After finding the line containing "loaded from environment variables." below, please output that line and each following one through the line containing "- Public URL", exactly as written.

━━━ Source material ━━━

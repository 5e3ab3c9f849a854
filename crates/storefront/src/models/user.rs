//! User document for the `users` collection.

use bson::oid::ObjectId;
use serde::{Deserialize, Serialize};

use phone_dokan_core::UserId;

/// A user document.
///
/// `password` holds the bcrypt hash, never plaintext. The token fields are
/// reserved for the password-reset flow; nothing in scope writes them.
#[derive(Debug, Clone, Serialize, Deserialize)]
#[serde(rename_all = "camelCase")]
pub struct User {
    #[serde(rename = "_id", skip_serializing_if = "Option::is_none")]
    pub id: Option<ObjectId>,
    pub username: String,
    pub email: String,
    pub password: String,
    #[serde(default)]
    pub is_verified: bool,
    #[serde(default)]
    pub is_admin: bool,
    #[serde(default, skip_serializing_if = "Option::is_none")]
    pub forgot_password_token: Option<String>,
    #[serde(default, skip_serializing_if = "Option::is_none")]
    pub forget_password_token_expire: Option<bson::DateTime>,
    #[serde(default, skip_serializing_if = "Option::is_none")]
    pub verify_token: Option<String>,
}

impl User {
    /// The document id as a hex `UserId`.
    #[must_use]
    pub fn user_id(&self) -> UserId {
        self.id
            .as_ref()
            .map_or_else(|| UserId::new(""), |oid| UserId::new(oid.to_hex()))
    }
}

#[cfg(test)]
mod tests {
    use super::*;

    #[test]
    fn reserved_token_fields_stay_optional() {
        let doc = bson::doc! {
            "_id": ObjectId::new(),
            "username": "rahim",
            "email": "rahim@example.com",
            "password": "$2b$10$abcdefghijklmnopqrstuv",
        };

        let user: User = bson::from_document(doc).expect("deserialize");
        assert!(!user.is_verified);
        assert!(!user.is_admin);
        assert!(user.forgot_password_token.is_none());
        assert!(user.verify_token.is_none());
    }

    #[test]
    fn serializes_with_original_field_names() {
        let user = User {
            id: None,
            username: "rahim".to_owned(),
            email: "rahim@example.com".to_owned(),
            password: "hash".to_owned(),
            is_verified: false,
            is_admin: true,
            forgot_password_token: None,
            forget_password_token_expire: None,
            verify_token: None,
        };

        let json = serde_json::to_value(&user).expect("serialize");
        assert_eq!(json["isAdmin"], true);
        assert_eq!(json["isVerified"], false);
        assert!(json.get("forgotPasswordToken").is_none());
    }
}
//! Admin configuration loaded from environment variables.
//!
//! # Environment Variables
//!
//! ## Required
//! - `MONGODB_URI` - MongoDB connection string (may contain credentials)
//! - `ASSET_CDN_PRIVATE_KEY` - Private API key for the image CDN
//!
//! ## Optional
//! - `MONGODB_DATABASE` - Database name (default: `phone_dokan`)
//! - `ADMIN_HOST` - Bind address (default: 127.0.0.1)
//! - `ADMIN_PORT` - Listen port (default: 3001)
//! - `ADMIN_BASE_URL` - Public URL (default: `http://localhost:3001`)
//! - `ASSET_CDN_UPLOAD_URL` - CDN upload endpoint (default: ImageKit)
//! - `SENTRY_DSN` - Sentry error tracking DSN
//! - `SENTRY_ENVIRONMENT` - Sentry environment tag

use std::net::{IpAddr, SocketAddr};

use secrecy::SecretString;
use thiserror::Error;
use url::Url;

/// Default upload endpoint (ImageKit-compatible).
const DEFAULT_UPLOAD_URL: &str = "https://upload.imagekit.io/api/v1/files/upload";

/// Configuration errors that can occur during loading.
#[derive(Debug, Error)]
pub enum ConfigError {
    #[error("Missing environment variable: {0}")]
    MissingEnvVar(String),
    #[error("Invalid environment variable {0}: {1}")]
    InvalidEnvVar(String, String),
}

/// Admin application configuration.
#[derive(Debug, Clone)]
pub struct AdminConfig {
    /// MongoDB connection URI (contains credentials)
    pub database_url: SecretString,
    /// Database name holding the `users` and `products` collections
    pub database_name: String,
    /// IP address to bind the server to
    pub host: IpAddr,
    /// Port to listen on
    pub port: u16,
    /// Public base URL for the admin tool
    pub base_url: String,
    /// Image CDN configuration
    pub asset_cdn: AssetCdnConfig,
    /// Sentry DSN for error tracking
    pub sentry_dsn: Option<String>,
    /// Sentry environment tag
    pub sentry_environment: Option<String>,
}

/// Image CDN configuration.
#[derive(Debug, Clone)]
pub struct AssetCdnConfig {
    /// Upload endpoint the raw bytes are forwarded to
    pub upload_url: String,
    /// Private API key (sent as HTTP basic auth username)
    pub private_key: SecretString,
}

impl AdminConfig {
    /// Load configuration from environment variables.
    ///
    /// Calls `dotenvy::dotenv()` to load from `.env` file if present.
    ///
    /// # Errors
    ///
    /// Returns `ConfigError` if required variables are missing or invalid.
    pub fn from_env() -> Result<Self, ConfigError> {
        // Load .env file if present (ignore errors if not found)
        let _ = dotenvy::dotenv();

        let database_url = get_secret("MONGODB_URI")?;
        let database_name = get_env_or_default("MONGODB_DATABASE", "phone_dokan");
        let host = get_env_or_default("ADMIN_HOST", "127.0.0.1")
            .parse::<IpAddr>()
            .map_err(|e| ConfigError::InvalidEnvVar("ADMIN_HOST".to_string(), e.to_string()))?;
        let port = get_env_or_default("ADMIN_PORT", "3001")
            .parse::<u16>()
            .map_err(|e| ConfigError::InvalidEnvVar("ADMIN_PORT".to_string(), e.to_string()))?;
        let base_url = get_env_or_default("ADMIN_BASE_URL", "http://localhost:3001");
        let asset_cdn = AssetCdnConfig::from_env()?;
        let sentry_dsn = get_optional_env("SENTRY_DSN");
        let sentry_environment = get_optional_env("SENTRY_ENVIRONMENT");

        Ok(Self {
            database_url,
            database_name,
            host,
            port,
            base_url,
            asset_cdn,
            sentry_dsn,
            sentry_environment,
        })
    }

    /// Returns the socket address for binding the server.
    #[must_use]
    pub const fn socket_addr(&self) -> SocketAddr {
        SocketAddr::new(self.host, self.port)
    }
}

impl AssetCdnConfig {
    fn from_env() -> Result<Self, ConfigError> {
        let upload_url = get_env_or_default("ASSET_CDN_UPLOAD_URL", DEFAULT_UPLOAD_URL);

        // Fail at boot on an unparseable endpoint, not on the first upload
        Url::parse(&upload_url).map_err(|e| {
            ConfigError::InvalidEnvVar("ASSET_CDN_UPLOAD_URL".to_string(), e.to_string())
        })?;

        Ok(Self {
            upload_url,
            private_key: get_secret("ASSET_CDN_PRIVATE_KEY")?,
        })
    }
}

// =============================================================================
// Helper Functions
// =============================================================================

/// Get a required environment variable.
fn get_required_env(name: &str) -> Result<String, ConfigError> {
    std::env::var(name).map_err(|_| ConfigError::MissingEnvVar(name.to_string()))
}

/// Get an environment variable with a default value.
fn get_env_or_default(name: &str, default: &str) -> String {
    std::env::var(name).unwrap_or_else(|_| default.to_string())
}

/// Get an optional environment variable, treating empty values as unset.
fn get_optional_env(name: &str) -> Option<String> {
    std::env::var(name).ok().filter(|v| !v.is_empty())
}

/// Get a required environment variable wrapped in `SecretString`.
fn get_secret(name: &str) -> Result<SecretString, ConfigError> {
    get_required_env(name).map(SecretString::from)
}
//! Custom Askama template filters.

use std::fmt::Display;

/// Format a minor-unit price with the taka sign.
///
/// Usage in templates: `{{ product.price|taka }}`
#[allow(clippy::unnecessary_wraps)]
#[askama::filter_fn]
pub fn taka(value: impl Display, _env: &dyn askama::Values) -> askama::Result<String> {
    Ok(format!("\u{09f3} {value}"))
}
//! Authentication error types.

use thiserror::Error;

use crate::db::RepositoryError;

/// Errors that can occur during authentication operations.
#[derive(Debug, Error)]
pub enum AuthError {
    /// Invalid email format at signup.
    #[error("invalid email: {0}")]
    InvalidEmail(#[from] phone_dokan_core::EmailError),

    /// A required signup field is missing or empty.
    #[error("{0} is required")]
    MissingField(&'static str),

    /// Invalid credentials. Deliberately covers both the unknown-email and
    /// wrong-password paths so the two are externally indistinguishable.
    #[error("invalid credentials")]
    InvalidCredentials,

    /// Email already registered.
    #[error("email already exists")]
    UserAlreadyExists,

    /// Repository/database error.
    #[error("database error: {0}")]
    Repository(#[from] RepositoryError),

    /// Password hashing error.
    #[error("password hashing error")]
    PasswordHash,
}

━━━

* **Answer box**:
//! Admin configuration loaded from environment variables.
//!
//! # Environment Variables
//!
//! ## Required
//! - `MONGODB_URI` - MongoDB connection string (may contain credentials)
//! - `ASSET_CDN_PRIVATE_KEY` - Private API key for the image CDN
//!
//! ## Optional
//! - `MONGODB_DATABASE` - Database name (default: `phone_dokan`)
//! - `ADMIN_HOST` - Bind address (default: 127.0.0.1)
//! - `ADMIN_PORT` - Listen port (default: 3001)
//! - `ADMIN_BASE_URL` - Public URL (default: `http://localhost:3001`)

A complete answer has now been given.